Cela a d’ailleurs beaucoup déboussolé ses propres hommes, poursuit l’auteur. «Les Grecs et les Macédoniens le suivaient pour aller battre la Perse, point, mais Alexandre propose autre chose à ses troupes. C’est là où il devient un peu mystique. Au fond, on ne peut faire que des hypothèses sur ce qui l’animait. Si ça avait été uniquement la soif de pouvoir, il se serait arrêté après avoir fait tomber Babylone. Jamais personne n’avait fait ça avant lui. Mais sa quête est ailleurs. Elle est étrange, insondable. Aller à l’est, toujours plus loin. Et il a réussi à entraîner toute son armée. Ça dit probablement le charisme qu’il avait. »

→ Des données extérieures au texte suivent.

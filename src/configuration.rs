//! Config for the ladder behaviors
//!
//! Configuration can be created programmatically using [`Configuration::new()`] or by reading
//! environment variables using [`Configuration::from_env()`].
//!
//! # Environment Variables
//!
//! All values are optional. Flags are enabled with `"true"` (case-insensitive).
//!
//! - `LADDER_VERBOSE`: print match progress (default: `true`)
//! - `LADDER_LOG`: log to a file (default: `false`)
//! - `LADDER_LOG_DIR`: where the log file is created (default: `.`)
//! - `LADDER_ALLOW_UNCONTAINED`: run bots without cgroup when containment is unavailable (default: `false`)
//! - `LADDER_DEBUG_BOT_STDERR`: let bots write to stderr (default: `false`)
//! - `LADDER_MAX_CONCURRENT_MATCHES`: matches running at once (default: `1`)
//! - `LADDER_BOTS_FILE`: bot list (default: `LadderBots.json`)
//! - `LADDER_MATCHUP_LIST`: local matchup list (default: `matchuplist`)
//! - `LADDER_MATCHUP_URL`: remote matchup list, the local list becomes a fallback
//! - `LADDER_MATCHUP_FETCH_RETRIES`: attempts on the remote list (default: `3`)
//! - `LADDER_RESULTS_FILE`: results, one JSON object per line (default: `results.jsonl`)
//! - `LADDER_REPLAY_DIR`: where the engine saves replays
//! - `LADDER_ARCHIVE_DIR`: where replays are archived, per match
//! - `LADDER_SERVER`: address given to bots to reach the engine (default: `127.0.0.1`)
//! - `LADDER_PYTHON`, `LADDER_WINE`, `LADDER_MONO`, `LADDER_DOTNET`, `LADDER_JAVA`,
//!   `LADDER_NODE`: host programs
//! - `LADDER_SIMULTANEOUS_FAILURE`: `tie` or `error`, result when both sides die (default: `tie`)

use std::path::{Path, PathBuf};

use tracing::warn;

use crate::classifier::SimultaneousFailure;
use crate::runtime_adapter::RuntimePaths;

/// Configuration for ladder behaviors.
#[derive(Debug, Clone, PartialEq)]
pub struct Configuration {
    pub(crate) verbose: bool,
    pub(crate) log: bool,
    pub(crate) log_dir: PathBuf,
    pub(crate) allow_uncontained: bool,
    pub(crate) debug_bot_stderr: bool,
    pub(crate) max_concurrent_matches: usize,
    pub(crate) bots_file: PathBuf,
    pub(crate) matchup_list_file: PathBuf,
    pub(crate) matchup_url: Option<String>,
    pub(crate) matchup_fetch_retries: usize,
    pub(crate) results_file: PathBuf,
    pub(crate) replay_dir: Option<PathBuf>,
    pub(crate) archive_dir: Option<PathBuf>,
    pub(crate) ladder_server: String,
    pub(crate) runtime_paths: RuntimePaths,
    pub(crate) simultaneous_failure: SimultaneousFailure,
}

impl Configuration {
    /// Create a new configuration with default parameters.
    ///
    /// By default:
    /// - Match progress is printed to stdout, nothing is logged to file.
    /// - Bots must be contained, and their stderr is discarded.
    /// - Matches run one at a time.
    /// - Replays are not archived.
    pub fn new() -> Self {
        Self {
            verbose: true,
            log: false,
            log_dir: PathBuf::from("."),
            allow_uncontained: false,
            debug_bot_stderr: false,
            max_concurrent_matches: 1,
            bots_file: PathBuf::from("LadderBots.json"),
            matchup_list_file: PathBuf::from("matchuplist"),
            matchup_url: None,
            matchup_fetch_retries: 3,
            results_file: PathBuf::from("results.jsonl"),
            replay_dir: None,
            archive_dir: None,
            ladder_server: "127.0.0.1".to_string(),
            runtime_paths: RuntimePaths::default(),
            simultaneous_failure: SimultaneousFailure::Tie,
        }
    }

    /// Create configuration from `LADDER_*` environment variables (see module documentation).
    ///
    /// Unset or unparsable values keep their default.
    pub fn from_env() -> Self {
        fn var(name: &str) -> Option<String> {
            std::env::var(name).ok().filter(|v| !v.is_empty())
        }
        fn flag(name: &str, default: bool) -> bool {
            var(name).map_or(default, |v| v.eq_ignore_ascii_case("true"))
        }
        fn number(name: &str) -> Option<usize> {
            let value = var(name)?;
            match value.parse() {
                Ok(n) => Some(n),
                Err(_) => {
                    warn!("ignoring {name}={value}: not a number");
                    None
                }
            }
        }

        let defaults = Self::new();
        let paths = defaults.runtime_paths.clone();
        let runtime_paths = RuntimePaths {
            python: var("LADDER_PYTHON").unwrap_or(paths.python),
            wine: var("LADDER_WINE").unwrap_or(paths.wine),
            mono: var("LADDER_MONO").unwrap_or(paths.mono),
            dotnet: var("LADDER_DOTNET").unwrap_or(paths.dotnet),
            java: var("LADDER_JAVA").unwrap_or(paths.java),
            node: var("LADDER_NODE").unwrap_or(paths.node),
        };
        let simultaneous_failure = match var("LADDER_SIMULTANEOUS_FAILURE") {
            Some(v) if v.eq_ignore_ascii_case("error") => SimultaneousFailure::Error,
            _ => SimultaneousFailure::Tie,
        };

        let config = Self {
            verbose: flag("LADDER_VERBOSE", defaults.verbose),
            log: flag("LADDER_LOG", defaults.log),
            log_dir: var("LADDER_LOG_DIR").map_or(defaults.log_dir, PathBuf::from),
            allow_uncontained: flag("LADDER_ALLOW_UNCONTAINED", defaults.allow_uncontained),
            debug_bot_stderr: flag("LADDER_DEBUG_BOT_STDERR", defaults.debug_bot_stderr),
            max_concurrent_matches: defaults.max_concurrent_matches,
            bots_file: var("LADDER_BOTS_FILE").map_or(defaults.bots_file, PathBuf::from),
            matchup_list_file: var("LADDER_MATCHUP_LIST")
                .map_or(defaults.matchup_list_file, PathBuf::from),
            matchup_url: var("LADDER_MATCHUP_URL"),
            matchup_fetch_retries: number("LADDER_MATCHUP_FETCH_RETRIES")
                .unwrap_or(defaults.matchup_fetch_retries),
            results_file: var("LADDER_RESULTS_FILE").map_or(defaults.results_file, PathBuf::from),
            replay_dir: var("LADDER_REPLAY_DIR").map(PathBuf::from),
            archive_dir: var("LADDER_ARCHIVE_DIR").map(PathBuf::from),
            ladder_server: var("LADDER_SERVER").unwrap_or(defaults.ladder_server),
            runtime_paths,
            simultaneous_failure,
        };
        match number("LADDER_MAX_CONCURRENT_MATCHES") {
            Some(n) => config.with_max_concurrent_matches(n),
            None => config,
        }
    }

    /// Enable or disable match progress output.
    pub fn with_verbose(mut self, value: bool) -> Self {
        self.verbose = value;
        self
    }

    /// Enable or disable logging to file.
    pub fn with_log(mut self, value: bool) -> Self {
        self.log = value;
        self
    }

    pub fn with_log_dir(mut self, dir: impl Into<PathBuf>) -> Self {
        self.log_dir = dir.into();
        self
    }

    /// Allow bots to run outside of a cgroup when one cannot be created.
    pub fn with_allow_uncontained(mut self, value: bool) -> Self {
        self.allow_uncontained = value;
        self
    }

    /// Enable or disable bot stderr output (debug purposes only).
    pub fn with_debug_bot_stderr(mut self, value: bool) -> Self {
        self.debug_bot_stderr = value;
        self
    }

    /// Matches running at once, at least 1 and at most the number of physical cores.
    pub fn with_max_concurrent_matches(mut self, count: usize) -> Self {
        let cores = num_cpus::get_physical().max(1);
        if count > cores {
            warn!("{count} concurrent matches requested, only {cores} physical cores available");
        }
        self.max_concurrent_matches = count.clamp(1, cores);
        self
    }

    pub fn with_bots_file(mut self, path: impl Into<PathBuf>) -> Self {
        self.bots_file = path.into();
        self
    }

    pub fn with_matchup_list_file(mut self, path: impl Into<PathBuf>) -> Self {
        self.matchup_list_file = path.into();
        self
    }

    /// Fetch matchups from `url`, falling back to the local list.
    pub fn with_matchup_url(mut self, url: impl Into<String>) -> Self {
        self.matchup_url = Some(url.into());
        self
    }

    pub fn with_matchup_fetch_retries(mut self, retries: usize) -> Self {
        self.matchup_fetch_retries = retries;
        self
    }

    pub fn with_results_file(mut self, path: impl Into<PathBuf>) -> Self {
        self.results_file = path.into();
        self
    }

    /// Archive the content of `replay_dir` into `archive_dir` after each match.
    pub fn with_replays(mut self, replay_dir: impl Into<PathBuf>, archive_dir: impl Into<PathBuf>) -> Self {
        self.replay_dir = Some(replay_dir.into());
        self.archive_dir = Some(archive_dir.into());
        self
    }

    pub fn with_ladder_server(mut self, address: impl Into<String>) -> Self {
        self.ladder_server = address.into();
        self
    }

    pub fn with_runtime_paths(mut self, paths: RuntimePaths) -> Self {
        self.runtime_paths = paths;
        self
    }

    pub fn with_simultaneous_failure(mut self, policy: SimultaneousFailure) -> Self {
        self.simultaneous_failure = policy;
        self
    }

    pub fn verbose(&self) -> bool {
        self.verbose
    }

    pub fn max_concurrent_matches(&self) -> usize {
        self.max_concurrent_matches
    }

    pub fn bots_file(&self) -> &Path {
        &self.bots_file
    }

    pub fn results_file(&self) -> &Path {
        &self.results_file
    }

    pub fn runtime_paths(&self) -> &RuntimePaths {
        &self.runtime_paths
    }
}

impl Default for Configuration {
    fn default() -> Self {
        Self::new()
    }
}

Ce conquérant avide d’« embrasser les mondes inconnus », qui va jusqu’à adopter certains éléments de la culture perse, propose donc une vision « extrêmement déconcertante pour nous ». « On a tellement l’habitude de guerres binaires, où celui qui gagne impose sa volonté au perdant, que la trajectoire d’Alexandre le Grand brouille un peu les cartes. »

Le tigre bleu de l’Euphrate

Texte de Laurent Gaudé, mise en scène de Denis Marleau, collaboration artistique et conception vidéo de Stéphanie Jasmin, coproduction du Théâtre de Quat’Sous et de UBU présentée au théâtre de Quat’Sous du 17 avril au 26 mai.